● **Work order**: Each record below needs to be copied out exactly as it stands.

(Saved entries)
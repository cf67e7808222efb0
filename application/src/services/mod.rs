//! Services of the agent loop.
//!
//! Each service is a plain struct over its ports; the loop in
//! [`crate::use_cases::run_task`] drives them one cycle at a time.

pub mod completion;
pub mod executor;
pub mod memory;
pub mod perception;
pub mod planner;
pub mod reflector;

● **Your response**:
repository cf67e7808222efb0
filename application/src/services/mod.rs
//! Services of the agent loop.
//!
//! Each service is a plain struct over its ports; the loop in
//! [`crate::use_cases::run_task`] drives them one cycle at a time.

pub mod completion;
pub mod executor;
pub mod memory;
pub mod perception;
pub mod planner;
pub mod reflector;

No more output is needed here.